═══ RECORDS FOR THIS EXERCISE ═══

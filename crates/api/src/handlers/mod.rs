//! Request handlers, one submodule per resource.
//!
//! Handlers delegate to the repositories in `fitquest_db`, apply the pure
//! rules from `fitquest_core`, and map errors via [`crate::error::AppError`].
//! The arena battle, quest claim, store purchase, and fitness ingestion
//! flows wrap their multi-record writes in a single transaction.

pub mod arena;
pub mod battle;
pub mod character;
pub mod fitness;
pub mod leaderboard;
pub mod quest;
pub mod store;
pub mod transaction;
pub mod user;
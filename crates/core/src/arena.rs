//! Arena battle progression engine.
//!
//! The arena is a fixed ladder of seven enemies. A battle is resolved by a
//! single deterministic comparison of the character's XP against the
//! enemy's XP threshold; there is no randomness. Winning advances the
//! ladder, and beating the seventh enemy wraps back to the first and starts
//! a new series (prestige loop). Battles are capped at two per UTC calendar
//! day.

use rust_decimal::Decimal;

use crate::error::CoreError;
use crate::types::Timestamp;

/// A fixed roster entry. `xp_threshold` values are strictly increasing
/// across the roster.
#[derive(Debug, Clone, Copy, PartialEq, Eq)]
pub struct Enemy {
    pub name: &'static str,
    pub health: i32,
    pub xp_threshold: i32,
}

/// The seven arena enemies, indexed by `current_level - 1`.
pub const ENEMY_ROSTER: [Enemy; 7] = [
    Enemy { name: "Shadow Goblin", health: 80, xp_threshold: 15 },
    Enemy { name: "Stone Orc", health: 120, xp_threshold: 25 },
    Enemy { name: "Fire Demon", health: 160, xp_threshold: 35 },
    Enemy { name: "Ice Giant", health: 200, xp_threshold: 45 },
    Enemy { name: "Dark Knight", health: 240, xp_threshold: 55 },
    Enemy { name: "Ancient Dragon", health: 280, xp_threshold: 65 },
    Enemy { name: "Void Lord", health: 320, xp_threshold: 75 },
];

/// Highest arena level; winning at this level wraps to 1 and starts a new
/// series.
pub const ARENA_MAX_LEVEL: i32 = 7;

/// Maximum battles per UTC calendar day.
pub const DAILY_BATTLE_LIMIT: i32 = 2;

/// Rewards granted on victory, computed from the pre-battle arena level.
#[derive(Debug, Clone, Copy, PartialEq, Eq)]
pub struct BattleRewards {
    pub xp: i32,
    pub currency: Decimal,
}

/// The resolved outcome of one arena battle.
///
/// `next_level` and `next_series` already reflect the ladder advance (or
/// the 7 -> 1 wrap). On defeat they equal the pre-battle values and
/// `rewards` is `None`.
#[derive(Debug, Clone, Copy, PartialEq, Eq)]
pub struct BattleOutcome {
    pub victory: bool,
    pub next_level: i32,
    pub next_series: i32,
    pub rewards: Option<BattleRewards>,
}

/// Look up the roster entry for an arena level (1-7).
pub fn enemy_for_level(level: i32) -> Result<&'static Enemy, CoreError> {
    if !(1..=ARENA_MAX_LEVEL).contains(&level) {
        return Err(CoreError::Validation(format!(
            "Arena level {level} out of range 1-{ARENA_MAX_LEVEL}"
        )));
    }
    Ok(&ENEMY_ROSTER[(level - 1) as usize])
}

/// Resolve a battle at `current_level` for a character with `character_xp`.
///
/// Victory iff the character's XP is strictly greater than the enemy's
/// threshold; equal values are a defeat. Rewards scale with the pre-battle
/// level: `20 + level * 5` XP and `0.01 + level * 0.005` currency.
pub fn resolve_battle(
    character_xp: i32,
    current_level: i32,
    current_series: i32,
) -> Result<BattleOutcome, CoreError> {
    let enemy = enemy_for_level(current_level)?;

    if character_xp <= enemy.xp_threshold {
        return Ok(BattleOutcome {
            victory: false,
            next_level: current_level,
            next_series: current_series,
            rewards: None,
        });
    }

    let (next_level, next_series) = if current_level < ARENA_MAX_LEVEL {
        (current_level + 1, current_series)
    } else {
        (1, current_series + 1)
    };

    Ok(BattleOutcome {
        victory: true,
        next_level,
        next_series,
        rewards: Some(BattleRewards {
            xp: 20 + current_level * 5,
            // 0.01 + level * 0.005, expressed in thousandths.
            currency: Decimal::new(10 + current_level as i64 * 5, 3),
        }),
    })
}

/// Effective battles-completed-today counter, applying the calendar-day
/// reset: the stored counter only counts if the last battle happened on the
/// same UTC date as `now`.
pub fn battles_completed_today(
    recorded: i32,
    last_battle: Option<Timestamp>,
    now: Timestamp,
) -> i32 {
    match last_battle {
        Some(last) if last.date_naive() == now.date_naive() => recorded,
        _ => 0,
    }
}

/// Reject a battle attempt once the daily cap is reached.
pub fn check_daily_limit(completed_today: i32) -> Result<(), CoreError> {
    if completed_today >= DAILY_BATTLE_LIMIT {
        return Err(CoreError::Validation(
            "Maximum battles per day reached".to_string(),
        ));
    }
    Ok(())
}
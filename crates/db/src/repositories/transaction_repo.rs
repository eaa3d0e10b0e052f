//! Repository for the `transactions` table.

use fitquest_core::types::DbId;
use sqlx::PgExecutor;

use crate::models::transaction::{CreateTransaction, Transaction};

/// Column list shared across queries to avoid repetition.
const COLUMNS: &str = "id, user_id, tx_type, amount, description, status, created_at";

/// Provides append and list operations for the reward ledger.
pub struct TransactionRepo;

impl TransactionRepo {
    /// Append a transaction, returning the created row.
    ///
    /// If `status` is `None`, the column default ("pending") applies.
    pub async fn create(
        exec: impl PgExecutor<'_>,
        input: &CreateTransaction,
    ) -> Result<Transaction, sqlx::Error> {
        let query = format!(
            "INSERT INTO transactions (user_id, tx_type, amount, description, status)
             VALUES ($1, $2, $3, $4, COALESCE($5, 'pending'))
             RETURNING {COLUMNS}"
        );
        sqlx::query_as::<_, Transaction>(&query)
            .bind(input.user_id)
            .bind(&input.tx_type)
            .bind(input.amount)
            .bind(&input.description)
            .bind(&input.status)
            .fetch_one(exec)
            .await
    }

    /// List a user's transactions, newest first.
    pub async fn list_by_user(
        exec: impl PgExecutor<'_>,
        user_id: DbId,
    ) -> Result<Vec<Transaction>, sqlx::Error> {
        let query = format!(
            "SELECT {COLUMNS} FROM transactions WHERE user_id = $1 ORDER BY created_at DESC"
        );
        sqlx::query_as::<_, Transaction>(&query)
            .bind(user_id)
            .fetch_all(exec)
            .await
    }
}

═══

Retyping every entry exactly is the whole of the task.

▸ EXERCISE SOLUTION:
filename crates/api/src/handlers/mod.rs
//! Request handlers, one submodule per resource.
//!
//! Handlers delegate to the repositories in `fitquest_db`, apply the pure
//! rules from `fitquest_core`, and map errors via [`crate::error::AppError`].
//! The arena battle, quest claim, store purchase, and fitness ingestion
//! flows wrap their multi-record writes in a single transaction.

pub mod arena;
pub mod battle;
pub mod character;
pub mod fitness;
pub mod leaderboard;
pub mod quest;
pub mod store;
pub mod transaction;
pub mod user;
filename crates/core/src/arena.rs
//! Arena battle progression engine.
//!
//! The arena is a fixed ladder of seven enemies. A battle is resolved by a
//! single deterministic comparison of the character's XP against the
//! enemy's XP threshold; there is no randomness. Winning advances the
//! ladder, and beating the seventh enemy wraps back to the first and starts
//! a new series (prestige loop). Battles are capped at two per UTC calendar
//! day.

use rust_decimal::Decimal;

use crate::error::CoreError;
use crate::types::Timestamp;

/// A fixed roster entry. `xp_threshold` values are strictly increasing
/// across the roster.
#[derive(Debug, Clone, Copy, PartialEq, Eq)]
pub struct Enemy {
    pub name: &'static str,
    pub health: i32,
    pub xp_threshold: i32,
}

/// The seven arena enemies, indexed by `current_level - 1`.
pub const ENEMY_ROSTER: [Enemy; 7] = [
    Enemy { name: "Shadow Goblin", health: 80, xp_threshold: 15 },
    Enemy { name: "Stone Orc", health: 120, xp_threshold: 25 },
    Enemy { name: "Fire Demon", health: 160, xp_threshold: 35 },
    Enemy { name: "Ice Giant", health: 200, xp_threshold: 45 },
    Enemy { name: "Dark Knight", health: 240, xp_threshold: 55 },
    Enemy { name: "Ancient Dragon", health: 280, xp_threshold: 65 },
    Enemy { name: "Void Lord", health: 320, xp_threshold: 75 },
];

/// Highest arena level; winning at this level wraps to 1 and starts a new
/// series.
pub const ARENA_MAX_LEVEL: i32 = 7;

/// Maximum battles per UTC calendar day.
pub const DAILY_BATTLE_LIMIT: i32 = 2;

/// Rewards granted on victory, computed from the pre-battle arena level.
#[derive(Debug, Clone, Copy, PartialEq, Eq)]
pub struct BattleRewards {
    pub xp: i32,
    pub currency: Decimal,
}

/// The resolved outcome of one arena battle.
///
/// `next_level` and `next_series` already reflect the ladder advance (or
/// the 7 -> 1 wrap). On defeat they equal the pre-battle values and
/// `rewards` is `None`.
#[derive(Debug, Clone, Copy, PartialEq, Eq)]
pub struct BattleOutcome {
    pub victory: bool,
    pub next_level: i32,
    pub next_series: i32,
    pub rewards: Option<BattleRewards>,
}

/// Look up the roster entry for an arena level (1-7).
pub fn enemy_for_level(level: i32) -> Result<&'static Enemy, CoreError> {
    if !(1..=ARENA_MAX_LEVEL).contains(&level) {
        return Err(CoreError::Validation(format!(
            "Arena level {level} out of range 1-{ARENA_MAX_LEVEL}"
        )));
    }
    Ok(&ENEMY_ROSTER[(level - 1) as usize])
}

/// Resolve a battle at `current_level` for a character with `character_xp`.
///
/// Victory iff the character's XP is strictly greater than the enemy's
/// threshold; equal values are a defeat. Rewards scale with the pre-battle
/// level: `20 + level * 5` XP and `0.01 + level * 0.005` currency.
pub fn resolve_battle(
    character_xp: i32,
    current_level: i32,
    current_series: i32,
) -> Result<BattleOutcome, CoreError> {
    let enemy = enemy_for_level(current_level)?;

    if character_xp <= enemy.xp_threshold {
        return Ok(BattleOutcome {
            victory: false,
            next_level: current_level,
            next_series: current_series,
            rewards: None,
        });
    }

    let (next_level, next_series) = if current_level < ARENA_MAX_LEVEL {
        (current_level + 1, current_series)
    } else {
        (1, current_series + 1)
    };

    Ok(BattleOutcome {
        victory: true,
        next_level,
        next_series,
        rewards: Some(BattleRewards {
            xp: 20 + current_level * 5,
            // 0.01 + level * 0.005, expressed in thousandths.
            currency: Decimal::new(10 + current_level as i64 * 5, 3),
        }),
    })
}

/// Effective battles-completed-today counter, applying the calendar-day
/// reset: the stored counter only counts if the last battle happened on the
/// same UTC date as `now`.
pub fn battles_completed_today(
    recorded: i32,
    last_battle: Option<Timestamp>,
    now: Timestamp,
) -> i32 {
    match last_battle {
        Some(last) if last.date_naive() == now.date_naive() => recorded,
        _ => 0,
    }
}

/// Reject a battle attempt once the daily cap is reached.
pub fn check_daily_limit(completed_today: i32) -> Result<(), CoreError> {
    if completed_today >= DAILY_BATTLE_LIMIT {
        return Err(CoreError::Validation(
            "Maximum battles per day reached".to_string(),
        ));
    }
    Ok(())
}
filename crates/db/src/repositories/transaction_repo.rs
repository eaa3d0e10b0e052f
//! Repository for the `transactions` table.

use fitquest_core::types::DbId;
use sqlx::PgExecutor;

use crate::models::transaction::{CreateTransaction, Transaction};

/// Column list shared across queries to avoid repetition.
const COLUMNS: &str = "id, user_id, tx_type, amount, description, status, created_at";

/// Provides append and list operations for the reward ledger.
pub struct TransactionRepo;

impl TransactionRepo {
    /// Append a transaction, returning the created row.
    ///
    /// If `status` is `None`, the column default ("pending") applies.
    pub async fn create(
        exec: impl PgExecutor<'_>,
        input: &CreateTransaction,
    ) -> Result<Transaction, sqlx::Error> {
        let query = format!(
            "INSERT INTO transactions (user_id, tx_type, amount, description, status)
             VALUES ($1, $2, $3, $4, COALESCE($5, 'pending'))
             RETURNING {COLUMNS}"
        );
        sqlx::query_as::<_, Transaction>(&query)
            .bind(input.user_id)
            .bind(&input.tx_type)
            .bind(input.amount)
            .bind(&input.description)
            .bind(&input.status)
            .fetch_one(exec)
            .await
    }

    /// List a user's transactions, newest first.
    pub async fn list_by_user(
        exec: impl PgExecutor<'_>,
        user_id: DbId,
    ) -> Result<Vec<Transaction>, sqlx::Error> {
        let query = format!(
            "SELECT {COLUMNS} FROM transactions WHERE user_id = $1 ORDER BY created_at DESC"
        );
        sqlx::query_as::<_, Transaction>(&query)
            .bind(user_id)
            .fetch_all(exec)
            .await
    }
}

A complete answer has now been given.